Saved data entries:
┌──

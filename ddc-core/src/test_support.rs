//! Scripted buses for scanner tests
//!
//! A [`ScriptedOpener`] hands out [`ScriptedBus`] handles that answer at a
//! fixed set of addresses and replay a queue of EDID read results.

use parking_lot::Mutex;
use std::collections::{HashMap, VecDeque};
use std::sync::atomic::{AtomicU32, Ordering};
use std::sync::Arc;

use crate::constants::addr;
use crate::error::Errno;
use crate::i2c::{BusOpener, I2cIo, IoResult};

/// What a simulated bus does
#[derive(Debug, Clone)]
pub struct BusScript {
    pub open: IoResult<()>,
    pub responders: Vec<u16>,
    pub functionality: u32,
    /// Replayed in order by EDID reads; an exhausted queue reads as EIO
    pub edid_reads: VecDeque<IoResult<Vec<u8>>>,
}

impl BusScript {
    /// Device node missing
    pub fn absent() -> Self {
        Self {
            open: Err(Errno::ENOENT),
            responders: Vec::new(),
            functionality: 0,
            edid_reads: VecDeque::new(),
        }
    }

    /// Answers at 0x50 and replays `reads`
    pub fn monitor(reads: Vec<IoResult<Vec<u8>>>) -> Self {
        Self {
            open: Ok(()),
            responders: vec![addr::EDID],
            functionality: 0x0001_0001,
            edid_reads: reads.into(),
        }
    }
}

#[derive(Debug)]
pub struct ScriptedBus {
    busno: u32,
    script: BusScript,
    selected: Option<u16>,
    edid_calls: Arc<AtomicU32>,
}

impl ScriptedBus {
    fn next_edid(&mut self, buf: &mut [u8]) -> IoResult<()> {
        self.edid_calls.fetch_add(1, Ordering::SeqCst);
        let bytes = self.script.edid_reads.pop_front().unwrap_or(Err(Errno::EIO))?;
        let n = buf.len().min(bytes.len());
        buf[..n].copy_from_slice(&bytes[..n]);
        buf[n..].fill(0);
        Ok(())
    }
}

impl I2cIo for ScriptedBus {
    fn bus_number(&self) -> u32 {
        self.busno
    }

    fn select_address(&mut self, addr: u16, _force: bool) -> IoResult<()> {
        self.selected = Some(addr);
        Ok(())
    }

    fn functionality(&mut self) -> IoResult<u32> {
        Ok(self.script.functionality)
    }

    fn write(&mut self, bytes: &[u8]) -> IoResult<usize> {
        Ok(bytes.len())
    }

    fn read(&mut self, buf: &mut [u8]) -> IoResult<usize> {
        match self.selected {
            Some(a) if self.script.responders.contains(&a) => Ok(buf.len()),
            _ => Err(Errno::ENXIO),
        }
    }

    fn transfer_write(&mut self, _addr: u16, _bytes: &[u8]) -> IoResult<()> {
        Ok(())
    }

    fn transfer_read(&mut self, _addr: u16, buf: &mut [u8]) -> IoResult<()> {
        self.next_edid(buf)
    }

    fn transfer_write_read(&mut self, _addr: u16, _bytes: &[u8], buf: &mut [u8]) -> IoResult<()> {
        self.next_edid(buf)
    }
}

/// Opens scripted buses; unknown bus numbers are absent
#[derive(Debug, Default)]
pub struct ScriptedOpener {
    scripts: Mutex<HashMap<u32, BusScript>>,
    edid_calls: Mutex<HashMap<u32, Arc<AtomicU32>>>,
}

impl ScriptedOpener {
    pub fn with(mut self, busno: u32, script: BusScript) -> Self {
        self.scripts.get_mut().insert(busno, script);
        self
    }

    /// Underlying EDID transfers issued on a bus so far
    pub fn edid_calls(&self, busno: u32) -> u32 {
        self.edid_calls
            .lock()
            .get(&busno)
            .map(|c| c.load(Ordering::SeqCst))
            .unwrap_or(0)
    }
}

impl BusOpener for ScriptedOpener {
    type Bus = ScriptedBus;

    fn open(&self, busno: u32, _read_only: bool) -> IoResult<ScriptedBus> {
        let script = self
            .scripts
            .lock()
            .get(&busno)
            .cloned()
            .unwrap_or_else(BusScript::absent);
        script.open?;
        let calls = self
            .edid_calls
            .lock()
            .entry(busno)
            .or_insert_with(|| Arc::new(AtomicU32::new(0)))
            .clone();
        Ok(ScriptedBus {
            busno,
            script,
            selected: None,
            edid_calls: calls,
        })
    }
}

└──

- Requirement -
Going over every line of the entries, tally those containing the string "SeqCst" and report only the figure.

- Solution for this problem -
2